Maps, lists, weapons are evidence of scope of network, ties to Taliban

War On Terrorism

The World


KABUL, Afghanistan - A flight simulator computer program, a list of flight schools in the United States and documents describing chemical, biological and nuclear warfare and referring to the al-Qaida organization were found yesterday in two houses littered with paper.

Some of the documents - in addition to 19 highly advanced French-made Milan antitank missiles discovered Thursday - were in a house that belonged to the Ministry of Defense of the former Taliban government.

Other documents were found in a private residence two miles away in the same upscale district of Kabul.

The houses appeared to have been left in haste when the Taliban abruptly fled the city Monday.

The contents of the houses - hundreds of pieces of paper scattered across the floors - appeared to provide evidence of the activities of al-Qaida in Kabul, confirming the extent of its network, the nature of its planning and its training methods, as well as its links to the Taliban government.

The houses were adorned with maps, including one listing the locations of power plants in Europe, Africa and Asia.

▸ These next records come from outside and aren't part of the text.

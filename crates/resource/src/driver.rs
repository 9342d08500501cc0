//! Boundary with the reader driver layer
//!
//! The service never talks to hardware itself. A [`CardDriver`] lists the
//! plugins, hands out event streams for readers and cards, and runs selection
//! steps on demand. Event streams are `crossbeam-channel` receivers: the
//! monitor blocks on them, it never polls.

use crossbeam_channel::{Receiver, Sender, unbounded};

use crate::error::DriverError;
use crate::profile::SelectionStep;
use crate::reader::ReaderDescriptor;

/// Card state reported together with a new reader
#[derive(Debug, Clone, PartialEq, Eq)]
pub enum CardStatus {
    /// No card in the reader
    Absent,
    /// A card is present
    Present {
        /// ATR of the card
        atr: Vec<u8>,
    },
    /// The driver could not read the reader state
    Unreadable(String),
}

/// Events related to reader connection/disconnection
#[derive(Debug, Clone, PartialEq, Eq)]
pub enum ReaderEvent {
    /// Reader was connected to the plugin
    Added {
        /// Reader name
        reader: String,
        /// Card state at the time the reader was seen
        card: CardStatus,
    },
    /// Reader was disconnected from the plugin
    Removed(String),
}

/// Events related to card insertion/removal
#[derive(Debug, Clone, PartialEq, Eq)]
pub enum CardEvent {
    /// Card was inserted into a reader
    Inserted {
        /// Reader name
        reader: String,
        /// ATR of the inserted card
        atr: Vec<u8>,
    },
    /// Card was removed from a reader
    Removed {
        /// Reader name
        reader: String,
    },
}

impl CardEvent {
    /// Name of the reader the event belongs to
    pub fn reader(&self) -> &str {
        match self {
            Self::Inserted { reader, .. } | Self::Removed { reader } => reader,
        }
    }
}

/// Reader lent by a pool plugin
#[derive(Debug, Clone, PartialEq, Eq)]
pub struct PoolReader {
    /// Reader name
    pub name: String,
    /// Card state at the time the reader was lent
    pub card: CardStatus,
}

/// Sender for reader events
pub type ReaderEventSender = Sender<ReaderEvent>;
/// Receiver for reader events
pub type ReaderEventReceiver = Receiver<ReaderEvent>;

/// Sender for card events
pub type CardEventSender = Sender<CardEvent>;
/// Receiver for card events
pub type CardEventReceiver = Receiver<CardEvent>;

/// Create an unbounded channel for reader events
pub fn reader_event_channel() -> (ReaderEventSender, ReaderEventReceiver) {
    unbounded()
}

/// Create an unbounded channel for card events
pub fn card_event_channel() -> (CardEventSender, CardEventReceiver) {
    unbounded()
}

/// Driver layer consumed by the service
///
/// Reader event streams must start by replaying every reader already
/// connected as [`ReaderEvent::Added`]. A stream that is disconnected is
/// considered finished for good. Readers are addressed by plugin and name:
/// two plugins may expose readers with the same name.
///
/// Pool plugins do not report readers; they lend one on request from a
/// reader group and take it back on release. A driver without pool plugins
/// keeps the default implementations.
pub trait CardDriver: Send + Sync {
    /// Names of the registered plugins
    fn list_plugins(&self) -> Result<Vec<String>, DriverError>;

    /// Subscribe to reader connection events of a plugin
    fn observe_reader_events(&self, plugin: &str) -> Result<ReaderEventReceiver, DriverError>;

    /// Subscribe to card insertion events of a reader
    fn observe_card_events(
        &self,
        plugin: &str,
        reader: &str,
    ) -> Result<CardEventReceiver, DriverError>;

    /// Run selection steps against the card in a reader, returning one
    /// response per step
    fn execute_selection(
        &self,
        plugin: &str,
        reader: &str,
        steps: &[SelectionStep],
    ) -> Result<Vec<Vec<u8>>, DriverError>;

    /// End the background work behind every stream handed out so far
    fn stop_monitoring(&self) {}

    /// Names of the registered pool plugins
    fn list_pool_plugins(&self) -> Result<Vec<String>, DriverError> {
        Ok(Vec::new())
    }

    /// Borrow a reader of `group` from a pool plugin, `Ok(None)` when the
    /// pool has none left
    fn allocate_pool_reader(
        &self,
        plugin: &str,
        _group: Option<&str>,
    ) -> Result<Option<PoolReader>, DriverError> {
        Err(DriverError::PluginNotFound(plugin.to_string()))
    }

    /// Give a borrowed reader back to its pool plugin
    fn release_pool_reader(&self, plugin: &str, _reader: &str) -> Result<(), DriverError> {
        Err(DriverError::PluginNotFound(plugin.to_string()))
    }
}

/// Prepares the readers of one plugin before they are offered to the pools
///
/// A reader whose setup fails is left out until it is reported again.
pub trait ReaderConfigurator: Send + Sync {
    /// Configure a newly reported reader
    fn setup_reader(&self, reader: &ReaderDescriptor) -> Result<(), DriverError>;
}

impl<F> ReaderConfigurator for F
where
    F: Fn(&ReaderDescriptor) -> Result<(), DriverError> + Send + Sync,
{
    fn setup_reader(&self, reader: &ReaderDescriptor) -> Result<(), DriverError> {
        self(reader)
    }
}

Another map showed Saudi Arabia with American military bases marked with the words, "Occupied by the Crusader."

There were also ashes and other evidence in both houses that documents had been burned.

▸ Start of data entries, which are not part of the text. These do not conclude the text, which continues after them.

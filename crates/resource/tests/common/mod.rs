//! Common test utilities
#![allow(dead_code)]

use std::collections::{BTreeMap, HashMap, HashSet};
use std::sync::Arc;
use std::thread;
use std::time::{Duration, Instant};

use parking_lot::Mutex;

use nexum_card_resource::{
    CardDriver, CardEvent, CardEventReceiver, CardEventSender, CardResourceService, CardStatus,
    DriverError, PoolReader, ReaderEvent, ReaderEventReceiver, ReaderEventSender, SW_SUCCESS,
    SelectionStep, card_event_channel, reader_event_channel,
};

/// ATR of the cards the tests insert
pub const ATR: [u8; 12] = [
    0x3B, 0x8F, 0x80, 0x01, 0x80, 0x4F, 0x0C, 0xA0, 0x00, 0x00, 0x03, 0x06,
];

/// ATR that profiles filtering on [`ATR`] do not accept
pub const OTHER_ATR: [u8; 4] = [0x3B, 0x02, 0x14, 0x50];

#[derive(Debug, Clone)]
struct MockReader {
    plugin: String,
    card: Option<Vec<u8>>,
    unreadable: bool,
}

impl MockReader {
    fn status(&self) -> CardStatus {
        if self.unreadable {
            return CardStatus::Unreadable("card mute".to_string());
        }
        match &self.card {
            Some(atr) => CardStatus::Present { atr: atr.clone() },
            None => CardStatus::Absent,
        }
    }
}

#[derive(Debug, Clone)]
struct PoolEntry {
    plugin: String,
    group: String,
    name: String,
    card: Option<Vec<u8>>,
    lent: bool,
}

type Key = (String, String);

fn key(plugin: &str, reader: &str) -> Key {
    (plugin.to_string(), reader.to_string())
}

#[derive(Debug, Default)]
struct MockState {
    plugins: Vec<String>,
    failing: HashSet<String>,
    readers: BTreeMap<Key, MockReader>,
    reader_subscribers: HashMap<String, Vec<ReaderEventSender>>,
    card_subscribers: HashMap<Key, Vec<CardEventSender>>,
    selection_status: HashMap<Key, u16>,
    selections: Vec<String>,
    pool_plugins: Vec<String>,
    pool_readers: Vec<PoolEntry>,
    monitoring_stops: usize,
}

impl MockState {
    fn card(&self, plugin: &str, reader: &str) -> Result<Option<Vec<u8>>, DriverError> {
        if let Some(mock) = self.readers.get(&key(plugin, reader)) {
            return Ok(mock.card.clone());
        }
        self.pool_readers
            .iter()
            .find(|entry| entry.plugin == plugin && entry.name == reader && entry.lent)
            .map(|entry| entry.card.clone())
            .ok_or_else(|| DriverError::ReaderNotFound(reader.to_string()))
    }

    fn notify_card(&mut self, plugin: &str, reader: &str, event: CardEvent) {
        if let Some(subscribers) = self.card_subscribers.get_mut(&key(plugin, reader)) {
            subscribers.retain(|tx| tx.send(event.clone()).is_ok());
        }
    }
}

/// In-memory driver whose readers and cards are driven by the test
#[derive(Debug, Clone, Default)]
pub struct MockDriver {
    state: Arc<Mutex<MockState>>,
}

impl MockDriver {
    /// Driver exposing the given plugins and no reader
    pub fn new(plugins: &[&str]) -> Self {
        let driver = Self::default();
        driver.state.lock().plugins = plugins.iter().map(|p| p.to_string()).collect();
        driver
    }

    /// Make subscribing to the plugin's reader events fail
    pub fn fail_plugin(&self, plugin: &str) {
        self.state.lock().failing.insert(plugin.to_string());
    }

    /// Connect a reader, with a card when `atr` is set
    pub fn connect_reader(&self, plugin: &str, reader: &str, atr: Option<&[u8]>) {
        self.connect(
            reader,
            MockReader {
                plugin: plugin.to_string(),
                card: atr.map(<[u8]>::to_vec),
                unreadable: false,
            },
        );
    }

    /// Connect a reader whose card cannot be read
    pub fn connect_unreadable_reader(&self, plugin: &str, reader: &str) {
        self.connect(
            reader,
            MockReader {
                plugin: plugin.to_string(),
                card: None,
                unreadable: true,
            },
        );
    }

    fn connect(&self, reader: &str, mock: MockReader) {
        let mut state = self.state.lock();
        let event = ReaderEvent::Added {
            reader: reader.to_string(),
            card: mock.status(),
        };
        if let Some(subscribers) = state.reader_subscribers.get_mut(&mock.plugin) {
            subscribers.retain(|tx| tx.send(event.clone()).is_ok());
        }
        state.readers.insert(key(&mock.plugin, reader), mock);
    }

    /// Disconnect a reader, closing its card event streams
    pub fn disconnect_reader(&self, plugin: &str, reader: &str) {
        let mut state = self.state.lock();
        if state.readers.remove(&key(plugin, reader)).is_none() {
            return;
        }
        state.card_subscribers.remove(&key(plugin, reader));
        if let Some(subscribers) = state.reader_subscribers.get_mut(plugin) {
            subscribers.retain(|tx| tx.send(ReaderEvent::Removed(reader.to_string())).is_ok());
        }
    }

    /// Insert a card into a connected reader
    pub fn insert_card(&self, plugin: &str, reader: &str, atr: &[u8]) {
        let mut state = self.state.lock();
        if let Some(mock) = state.readers.get_mut(&key(plugin, reader)) {
            mock.card = Some(atr.to_vec());
        }
        let event = CardEvent::Inserted {
            reader: reader.to_string(),
            atr: atr.to_vec(),
        };
        state.notify_card(plugin, reader, event);
    }

    /// Remove the card from a reader
    pub fn remove_card(&self, plugin: &str, reader: &str) {
        let mut state = self.state.lock();
        if let Some(mock) = state.readers.get_mut(&key(plugin, reader)) {
            mock.card = None;
        }
        let event = CardEvent::Removed {
            reader: reader.to_string(),
        };
        state.notify_card(plugin, reader, event);
    }

    /// End the reader event streams of a plugin
    pub fn close_plugin(&self, plugin: &str) {
        self.state.lock().reader_subscribers.remove(plugin);
    }

    /// Status word the card in `reader` answers every command with
    pub fn set_selection_status(&self, plugin: &str, reader: &str, status: u16) {
        self.state
            .lock()
            .selection_status
            .insert(key(plugin, reader), status);
    }

    /// Readers selection ran on, in order
    pub fn selections(&self) -> Vec<String> {
        self.state.lock().selections.clone()
    }

    /// Register a pool plugin lending readers by group
    pub fn add_pool_plugin(&self, plugin: &str) {
        self.state.lock().pool_plugins.push(plugin.to_string());
    }

    /// Make a reader of `group` available from a pool plugin
    pub fn add_pool_reader(&self, plugin: &str, group: &str, reader: &str, atr: Option<&[u8]>) {
        self.state.lock().pool_readers.push(PoolEntry {
            plugin: plugin.to_string(),
            group: group.to_string(),
            name: reader.to_string(),
            card: atr.map(<[u8]>::to_vec),
            lent: false,
        });
    }

    /// Pool plugin readers currently lent
    pub fn lent_readers(&self) -> Vec<String> {
        self.state
            .lock()
            .pool_readers
            .iter()
            .filter(|entry| entry.lent)
            .map(|entry| entry.name.clone())
            .collect()
    }

    /// Number of times the service asked the driver to stop monitoring
    pub fn monitoring_stops(&self) -> usize {
        self.state.lock().monitoring_stops
    }
}

impl CardDriver for MockDriver {
    fn list_plugins(&self) -> Result<Vec<String>, DriverError> {
        Ok(self.state.lock().plugins.clone())
    }

    fn observe_reader_events(&self, plugin: &str) -> Result<ReaderEventReceiver, DriverError> {
        let mut state = self.state.lock();
        if state.failing.contains(plugin) || !state.plugins.iter().any(|p| p == plugin) {
            return Err(DriverError::PluginNotFound(plugin.to_string()));
        }

        let (tx, rx) = reader_event_channel();
        for ((_, name), mock) in state.readers.iter().filter(|(_, m)| m.plugin == plugin) {
            let _ = tx.send(ReaderEvent::Added {
                reader: name.clone(),
                card: mock.status(),
            });
        }
        state
            .reader_subscribers
            .entry(plugin.to_string())
            .or_default()
            .push(tx);
        Ok(rx)
    }

    fn observe_card_events(
        &self,
        plugin: &str,
        reader: &str,
    ) -> Result<CardEventReceiver, DriverError> {
        let mut state = self.state.lock();
        if !state.readers.contains_key(&key(plugin, reader)) {
            return Err(DriverError::ReaderNotFound(reader.to_string()));
        }

        let (tx, rx) = card_event_channel();
        state
            .card_subscribers
            .entry(key(plugin, reader))
            .or_default()
            .push(tx);
        Ok(rx)
    }

    fn execute_selection(
        &self,
        plugin: &str,
        reader: &str,
        steps: &[SelectionStep],
    ) -> Result<Vec<Vec<u8>>, DriverError> {
        let mut state = self.state.lock();
        if state.card(plugin, reader)?.is_none() {
            return Err(DriverError::NoCard(reader.to_string()));
        }

        let status = state
            .selection_status
            .get(&key(plugin, reader))
            .copied()
            .unwrap_or(SW_SUCCESS);
        state.selections.push(reader.to_string());

        let mut responses = Vec::with_capacity(steps.len());
        for step in steps {
            if !step.accepts(status) {
                return Err(DriverError::SelectionRejected {
                    reader: reader.to_string(),
                    status,
                });
            }
            responses.push(status.to_be_bytes().to_vec());
        }
        Ok(responses)
    }

    fn stop_monitoring(&self) {
        let mut state = self.state.lock();
        state.monitoring_stops += 1;
        state.reader_subscribers.clear();
        state.card_subscribers.clear();
    }

    fn list_pool_plugins(&self) -> Result<Vec<String>, DriverError> {
        Ok(self.state.lock().pool_plugins.clone())
    }

    fn allocate_pool_reader(
        &self,
        plugin: &str,
        group: Option<&str>,
    ) -> Result<Option<PoolReader>, DriverError> {
        let mut state = self.state.lock();
        if !state.pool_plugins.iter().any(|p| p == plugin) {
            return Err(DriverError::PluginNotFound(plugin.to_string()));
        }
        let Some(entry) = state.pool_readers.iter_mut().find(|entry| {
            entry.plugin == plugin && !entry.lent && group.is_none_or(|g| g == entry.group)
        }) else {
            return Ok(None);
        };

        entry.lent = true;
        Ok(Some(PoolReader {
            name: entry.name.clone(),
            card: match &entry.card {
                Some(atr) => CardStatus::Present { atr: atr.clone() },
                None => CardStatus::Absent,
            },
        }))
    }

    fn release_pool_reader(&self, plugin: &str, reader: &str) -> Result<(), DriverError> {
        let mut state = self.state.lock();
        let entry = state
            .pool_readers
            .iter_mut()
            .find(|entry| entry.plugin == plugin && entry.name == reader && entry.lent)
            .ok_or_else(|| DriverError::ReaderNotFound(reader.to_string()))?;
        entry.lent = false;
        Ok(())
    }
}

/// Poll `condition` until it holds or `timeout` elapses
pub fn eventually(timeout: Duration, condition: impl Fn() -> bool) -> bool {
    let deadline = Instant::now() + timeout;
    loop {
        if condition() {
            return true;
        }
        if Instant::now() >= deadline {
            return false;
        }
        thread::sleep(Duration::from_millis(10));
    }
}

/// Number of live resources in a profile's pool
pub fn pool_size(service: &CardResourceService, profile: &str) -> usize {
    service
        .status()
        .map(|status| {
            status
                .pools
                .iter()
                .find(|pool| pool.profile == profile)
                .map_or(0, |pool| pool.resources.len())
        })
        .unwrap_or(0)
}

It was not clear how the French-made antitank missiles could have been obtained by the Taliban.

The papers include addresses of individuals living in Canada and Italy, letters listing the names of young recruits hoping to join the al-Qaida network and lists of people who lived in the houses.

One of the visiting cards was from U-Enterprises Ltd., a Vancouver-based company that was founded in April 1998. One of its directors is Essam Hafez Marzouk, who was arrested in Egypt two years ago and sentenced to 15 years of hard labor for links to the militant Islamic Al Jihad group.

The contents of the two houses suggest an organization that used the Internet to research rudimentary bomb-making and chemical weapons development and to track news coverage of Osama bin Laden.

Notebooks from young recruits describe daily lessons in military tactics, bomb-making and basic chemistry. About 20 people worked in each of the houses, neighbors said.

The neighbors described the men as Arabs who kept to themselves and followed regular routines. The documents suggest a broad network, including Somalis, Algerians, Bosnians, Uzbeks, Sudanese and natives of the Dagastan region of Russia.

Documents in English described "explosives and demolition techniques" and showed how to blow up electrical power lines. Others, in Arabic, showed how to put a bomb in a suitcase and pass lie detector tests.

The private house held several aviation-related documents. Amid the paper was a form that comes with a "Microsoft Flight Simulator 98" computer program, which simulates the experience of flying a commercial jet.

The form listed the identification number the owner needed to install the program. In an adjacent room, a tattered page from an undated Flying magazine listed U.S. flight training schools.

A document titled "Before and After Precautions For Using Chemical, Biological and Nuclear Warfare" was found on the floor of the private house. The page contained the preface by Abul Khabad, a man who identified himself as being from Greece and a "protector of Mujahadin."